F007 Pre-Launch Checklist (temp, 2026-04-12)
Scope: verify the HF Space deployment is real and usable before the blog post goes live today. Delete this file after launch.
TL;DR β what to do in the next ~60 min
| # | Action | Time | Value | Do it? |
|---|---|---|---|---|
| 1 | Open Space in browser, confirm it loads | 2 min | Critical β judges will click the link first | YES |
| 2 | Hit /health and /docs |
1 min | Critical β proves server is up | YES |
| 3 | Run one full episode via /web UI |
5 min | Critical β proves action space works end-to-end | YES |
| 4 | Fix stale docs/competition-deliverables.md status |
3 min | High β doc claims "Not started", Space is live | YES |
| 5 | Python client smoke test against live Space | 10 min | High β proves programmatic access (the thing the blog promises) | YES |
| 6 | Pull registry.hf.space/... Docker image and run locally |
10 min | Medium β nice to have, judges rarely do this | If time |
| 7 | pip install from Space URL |
5 min | Medium β validates pyproject.toml inside Space |
If time |
| 8 | Concurrency audit (SUPPORTS_CONCURRENT_SESSIONS) |
15 min | Low for launch, High for anyone retraining | Skip today, file issue |
| 9 | TRL environment_factory wrapper |
β | β | Already done (see below) |
Recommendation: Do 1β5 before publishing. Skip 6β8. Item 9 is already in the repo.
About TRL (already integrated β do not re-research)
TRL = Hugging Face's transformers-based RL library. Its GRPOTrainer
accepts an environment_factory=MyEnvClass argument and runs the multi-turn
tool-calling loop automatically: generate β parse tool call β call your env β
feed result back β repeat.
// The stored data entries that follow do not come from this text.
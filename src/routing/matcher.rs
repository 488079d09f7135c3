//! URL pattern matching for compiled routes.
//!
//! # Responsibilities
//! - Match host (exact, case-insensitive, port ignored)
//! - Match pathname segments: literal, `:name`, `:name+`
//! - Return captured parameters
//!
//! # Design Decisions
//! - No regex: patterns are split into segments once at route compile time
//! - A catch-all binds one or more segments joined with `/`
//! - Trailing slashes are ignored

use std::collections::BTreeMap;

use crate::routing::regexp::RoutePattern;

#[derive(Debug, Clone, PartialEq, Eq)]
enum Segment {
    Literal(String),
    Param(String),
    CatchAll(String),
}

/// Matchable form of a [`RoutePattern`].
#[derive(Debug, Clone)]
pub struct UrlPattern {
    host: Option<String>,
    segments: Vec<Segment>,
}

/// Parameters captured by a successful match.
#[derive(Debug, Clone, Default, PartialEq, Eq)]
pub struct PatternMatch {
    pub params: BTreeMap<String, String>,
}

impl UrlPattern {
    pub fn new(pattern: &RoutePattern) -> Self {
        let segments = pattern
            .pathname
            .split('/')
            .filter(|s| !s.is_empty())
            .map(|s| match s.strip_prefix(':') {
                Some(name) => match name.strip_suffix('+') {
                    Some(name) => Segment::CatchAll(name.to_string()),
                    None => Segment::Param(name.to_string()),
                },
                None => Segment::Literal(s.to_string()),
            })
            .collect();
        Self {
            host: pattern.host.as_ref().map(|h| h.to_lowercase()),
            segments,
        }
    }

    pub fn exec(&self, host: Option<&str>, pathname: &str) -> Option<PatternMatch> {
        if let Some(expected) = &self.host {
            let actual = host?.split(':').next().unwrap_or_default().to_lowercase();
            if &actual != expected {
                return None;
            }
        }

        let parts: Vec<&str> = pathname.split('/').filter(|s| !s.is_empty()).collect();
        let mut params = BTreeMap::new();
        let mut idx = 0;
        for (pos, segment) in self.segments.iter().enumerate() {
            match segment {
                Segment::Literal(lit) => {
                    if parts.get(idx) != Some(&lit.as_str()) {
                        return None;
                    }
                    idx += 1;
                }
                Segment::Param(name) => {
                    let value = parts.get(idx)?;
                    params.insert(name.clone(), (*value).to_string());
                    idx += 1;
                }
                Segment::CatchAll(name) => {
                    let after = self.segments.len() - pos - 1;
                    let take = parts.len().checked_sub(idx + after)?;
                    if take == 0 {
                        return None;
                    }
                    params.insert(name.clone(), parts[idx..idx + take].join("/"));
                    idx += take;
                }
            }
        }
        (idx == parts.len()).then_some(PatternMatch { params })
    }
}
No custom rollout_func needed.
We already implement this. training/trl_adapter.py::SQLEnvTRL is a
TRL-native environment class with:
reset(**kwargs)β readsquestion_textfrom the dataset column to route to the correct database- Named tool methods with docstrings:
describe(table_name),sample(table_name),query(sql),answer(value)β not a genericstep() sql_env_reward_funcas the reward function
notebooks/train_grpo.ipynb cell 16 passes it directly:
trainer = build_trainer(
...
reward_funcs=[sql_env_reward_func],
environment_factory=SQLEnvTRL,
...
)
The Setup cell pins trl>=0.29.0 and transformers from main specifically
because environment_factory requires transformers β₯5.2. Our v1/v2 runs used
this path.
One nuance (intentional design): SQLEnvTRL.__init__ instantiates a
local in-process SQLEnvironment, not a WebSocket client to
https://hjerpe-sql-env.hf.space. Reasons:
- Training opens N parallel sessions (one per generation). The hosted Space
defaults to 1 concurrent session β see
SUPPORTS_CONCURRENT_SESSIONSin the TRLβOpenEnv docs. - Local is faster, no network hops, no rate limits.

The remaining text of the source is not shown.